Tags

Teruntuk,

Sang Pelupa.

 

Dinginnya kata, lebih menyakitkan dinginnya sikap. Dinginnya malam, lebih menyakitkan dinginnya pelukan. Entahlah, apa yang membuat kau selalu menyukai berjalan di gelap tanpa cahaya. Lumpuh langkah terkadang membuat lelah tuk sekedar berpijak, hingga dingin membekukan apa yang ada didalam. Yang tersisa hanya sebuah rasa yang mati ditelan masa.

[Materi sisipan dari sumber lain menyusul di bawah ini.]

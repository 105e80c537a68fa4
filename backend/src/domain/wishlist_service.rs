//! Wishlist domain service.
//!
//! Implements the wishlist driving ports on top of the repository, user
//! resolver and gift handoff ports. Creation is two units of work: the
//! wishlist commits first, gifts follow, and the response is a fresh read. A
//! failing gift therefore never rolls the wishlist back.

use std::collections::BTreeSet;
use std::sync::Arc;

use async_trait::async_trait;
use mockable::Clock;
use serde_json::json;
use tracing::{debug, info, warn};

use crate::domain::ports::{
    CreateWishlistRequest, DeleteWishlistRequest, DeleteWishlistResponse, GetWishlistRequest,
    GiftHandoff, GiftHandoffError, ListWishlistsRequest, UpdateWishlistRequest, UserResolver,
    UserResolverError, WishlistCommand, WishlistPayload, WishlistQuery, WishlistRepository,
    WishlistRepositoryError,
};
use crate::domain::{
    AccessDenied, CallerContext, EmailAddress, Error, GiftDraft, NewWishlist, User, UserId,
    Wishlist, WishlistChanges, WishlistDraft, WishlistId, WishlistScope, WishlistValidationError,
    access_grant, require_owner,
};

fn map_repository_error(error: WishlistRepositoryError) -> Error {
    match error {
        WishlistRepositoryError::Connection { message } => {
            Error::service_unavailable(format!("wishlist repository unavailable: {message}"))
        }
        WishlistRepositoryError::Query { message } => {
            Error::internal(format!("wishlist repository error: {message}"))
        }
        WishlistRepositoryError::WriteConflict { wishlist_id } => {
            Error::conflict(format!("wishlist {wishlist_id} was changed concurrently"))
                .with_details(json!({ "wishlistId": wishlist_id }))
        }
    }
}

fn map_resolver_error(error: UserResolverError) -> Error {
    match error {
        UserResolverError::Unauthenticated => Error::unauthorized("login required"),
        UserResolverError::Connection { message } => {
            Error::service_unavailable(format!("user directory unavailable: {message}"))
        }
        UserResolverError::Query { message } => {
            Error::internal(format!("user directory error: {message}"))
        }
    }
}

fn map_gift_error(error: GiftHandoffError, wishlist_id: WishlistId, gift_index: usize) -> Error {
    let details = json!({ "wishlistId": wishlist_id, "giftIndex": gift_index });
    let error = match error {
        GiftHandoffError::Rejected { message } => {
            Error::invalid_request(format!("gift {gift_index} rejected: {message}"))
        }
        GiftHandoffError::Connection { message } => {
            Error::service_unavailable(format!("gift store unavailable: {message}"))
        }
        GiftHandoffError::Query { message } => {
            Error::internal(format!("gift store error: {message}"))
        }
    };
    error.with_details(details)
}

fn map_validation_error(error: WishlistValidationError) -> Error {
    Error::invalid_request(error.to_string()).with_details(json!({
        "field": error.field(),
        "code": "blank_field",
    }))
}

fn map_access_denied(denied: &AccessDenied) -> Error {
    info!(wishlist_id = %denied.wishlist_id(), "non-owner mutation refused");
    Error::forbidden(denied.to_string())
}

fn not_found(id: WishlistId) -> Error {
    Error::not_found(format!("wishlist {id} not found"))
}

/// Wishlist service implementing both command and query driving ports.
#[derive(Clone)]
pub struct WishlistService<R, U, G> {
    wishlists: Arc<R>,
    users: Arc<U>,
    gifts: Arc<G>,
    clock: Arc<dyn Clock>,
}

impl<R, U, G> WishlistService<R, U, G> {
    /// Create a new service from its collaborators.
    pub fn new(wishlists: Arc<R>, users: Arc<U>, gifts: Arc<G>, clock: Arc<dyn Clock>) -> Self {
        Self {
            wishlists,
            users,
            gifts,
            clock,
        }
    }
}

impl<R, U, G> WishlistService<R, U, G>
where
    R: WishlistRepository,
    U: UserResolver,
    G: GiftHandoff,
{
    async fn acting_user(&self, caller: &CallerContext) -> Result<User, Error> {
        self.users
            .authenticated_user(caller)
            .await
            .map_err(map_resolver_error)
    }

    /// Unknown emails are dropped and duplicates collapse.
    async fn resolve_grantees(&self, emails: &[EmailAddress]) -> Result<BTreeSet<UserId>, Error> {
        if emails.is_empty() {
            return Ok(BTreeSet::new());
        }
        let users = self
            .users
            .users_by_emails(emails)
            .await
            .map_err(map_resolver_error)?;
        if users.len() < emails.len() {
            debug!(
                requested = emails.len(),
                resolved = users.len(),
                "some grantee emails matched no user"
            );
        }
        Ok(users.into_iter().map(|user| user.id().clone()).collect())
    }

    async fn find_readable(&self, viewer: &UserId, id: WishlistId) -> Result<Wishlist, Error> {
        let scope = WishlistScope::within(viewer.clone(), [id]);
        let wishlist = self
            .wishlists
            .find_accessible(&scope)
            .await
            .map_err(map_repository_error)?
            .into_iter()
            .find(|wishlist| wishlist.id() == id)
            .ok_or_else(|| not_found(id))?;
        if let Some(rule) = access_grant(&wishlist, viewer) {
            debug!(wishlist_id = %id, ?rule, "wishlist read granted");
        }
        Ok(wishlist)
    }

    async fn hand_off_gift(
        &self,
        wishlist_id: WishlistId,
        gift_index: usize,
        gift: GiftDraft,
    ) -> Result<(), Error> {
        let GiftDraft { spec, file } = gift;
        let attachment = file.unwrap_or_default().decode().map_err(|err| {
            Error::invalid_request(err.to_string()).with_details(json!({
                "code": "invalid_file_encoding",
                "wishlistId": wishlist_id,
                "giftIndex": gift_index,
            }))
        })?;
        self.gifts
            .create_gift(&wishlist_id, &spec, attachment)
            .await
            .map_err(|err| map_gift_error(err, wishlist_id, gift_index))
    }
}

#[async_trait]
impl<R, U, G> WishlistCommand for WishlistService<R, U, G>
where
    R: WishlistRepository,
    U: UserResolver,
    G: GiftHandoff,
{
    async fn create_wishlist(
        &self,
        request: CreateWishlistRequest,
    ) -> Result<WishlistPayload, Error> {
        let CreateWishlistRequest {
            caller,
            title,
            description,
            visibility,
            allowed_user_emails,
            gifts,
        } = request;

        let owner = self.acting_user(&caller).await?;
        let allowed_user_ids = self.resolve_grantees(&allowed_user_emails).await?;
        let draft = NewWishlist::new(WishlistDraft {
            title,
            description,
            visibility,
            owner_id: owner.id().clone(),
            allowed_user_ids,
            created_at: self.clock.utc(),
        })
        .map_err(map_validation_error)?;

        let created = self
            .wishlists
            .create(&draft)
            .await
            .map_err(map_repository_error)?;
        let wishlist_id = created.id();
        info!(%wishlist_id, owner_id = %owner.id(), "wishlist created");

        for (gift_index, gift) in gifts.into_iter().enumerate() {
            if let Err(error) = self.hand_off_gift(wishlist_id, gift_index, gift).await {
                warn!(%wishlist_id, gift_index, %error, "gift handoff failed; wishlist kept");
                return Err(error);
            }
        }

        let stored = self
            .wishlists
            .find_by_id(&wishlist_id)
            .await
            .map_err(map_repository_error)?
            .ok_or_else(|| not_found(wishlist_id))?;
        Ok(stored.into())
    }

    async fn update_wishlist(
        &self,
        request: UpdateWishlistRequest,
    ) -> Result<WishlistPayload, Error> {
        let UpdateWishlistRequest {
            caller,
            wishlist_id,
            patch,
        } = request;

        let actor = self.acting_user(&caller).await?;
        let mut wishlist = self.find_readable(actor.id(), wishlist_id).await?;
        require_owner(&wishlist, &actor).map_err(|denied| map_access_denied(&denied))?;

        let allowed_user_ids = match patch.allowed_user_emails {
            Some(emails) => Some(self.resolve_grantees(&emails).await?),
            None => None,
        };
        wishlist
            .apply(WishlistChanges {
                title: patch.title,
                description: patch.description,
                status: patch.status,
                visibility: patch.visibility,
                allowed_user_ids,
            })
            .map_err(map_validation_error)?;

        self.wishlists
            .update(&wishlist)
            .await
            .map_err(map_repository_error)?;
        info!(%wishlist_id, "wishlist updated");
        Ok(wishlist.into())
    }

    async fn delete_wishlist(
        &self,
        request: DeleteWishlistRequest,
    ) -> Result<DeleteWishlistResponse, Error> {
        let DeleteWishlistRequest {
            caller,
            wishlist_id,
        } = request;

        let actor = self.acting_user(&caller).await?;
        let Some(wishlist) = self
            .wishlists
            .find_by_id(&wishlist_id)
            .await
            .map_err(map_repository_error)?
        else {
            return Ok(DeleteWishlistResponse { deleted: false });
        };
        require_owner(&wishlist, &actor).map_err(|denied| map_access_denied(&denied))?;

        let deleted = self
            .wishlists
            .delete(&wishlist_id, actor.id())
            .await
            .map_err(map_repository_error)?;
        info!(%wishlist_id, deleted, "wishlist delete processed");
        Ok(DeleteWishlistResponse { deleted })
    }
}

#[async_trait]
impl<R, U, G> WishlistQuery for WishlistService<R, U, G>
where
    R: WishlistRepository,
    U: UserResolver,
    G: GiftHandoff,
{
    async fn list_wishlists(
        &self,
        request: ListWishlistsRequest,
    ) -> Result<Vec<WishlistPayload>, Error> {
        let actor = self.acting_user(&request.caller).await?;
        let viewer = actor.id().clone();
        let scope = match request.ids {
            Some(ids) => WishlistScope::within(viewer, ids),
            None => WishlistScope::all_for(viewer),
        };

        let wishlists = self
            .wishlists
            .find_accessible(&scope)
            .await
            .map_err(map_repository_error)?;
        Ok(wishlists.into_iter().map(Into::into).collect())
    }

    async fn get_wishlist(&self, request: GetWishlistRequest) -> Result<WishlistPayload, Error> {
        let actor = self.acting_user(&request.caller).await?;
        self.find_readable(actor.id(), request.wishlist_id)
            .await
            .map(Into::into)
    }
}

#[cfg(test)]
#[path = "wishlist_service_tests.rs"]
mod tests;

Rasa takut, cemas, kekecewaan, sakit hati dan traumatis rasa di belakang nampaknya selalu menjadi kacamata hitam untuk mata. Bukankah bayangan seharusnya di belakang, bukan di muka? Lalu mengapa kaca mata hitam menjadi mata untuk kalian berjalan? Bukankah malam yang selalu kalian suka jalani? Adakah guna kacamata hitammu untuk sebuah malam?

Bayangan hitam yang selalu menghantui sejatinya berada di belakang, bukan di mata. Seharusnya menjadi penopang, saat nyata melumpuhkan ingatan. Seharusnya menjadi selimut, saat dingin menghujam-hujam malam yang kelam. Sadarkah kalian, betapa pagi kalian jadikan malam? Seakan Tuhan tak kan memberi cahaya bagi malam. seakan Tuhan tak menyempurnakan putih untuk sang hitam. Seakan Tuhan tak menciptakan pasangan bagi masing-masing manusia.

Saat ombakmu surut, bersabarlah sebentar. Itu hanya bagian terdalam sang ombak tuk kembali pasang. Adakah percaya di dalamnya bahwa Tuhan telah mengatur semuanya bahkan untuk hal terkecil yang acap kali tak kau hiraukan? Mengapa terpuruk dijadikan rumah bagi hati-hati yang kian membusuk untuk ditinggali? Mengapa berhenti jika kau masih bisa berjalan. Meski hidup bagaikan labirin besar di sebuah taman, percayakah kau bahwa terdapat banyak titik temu diantaranya? Meski hidup bagaikan puzzle tak beraturan, percayakah kau bahwa hanya dengan percikan waktu dan daya pikir, kau bisa membentuk gambaran besar untuk apa yang kau cari? Percayakah kau?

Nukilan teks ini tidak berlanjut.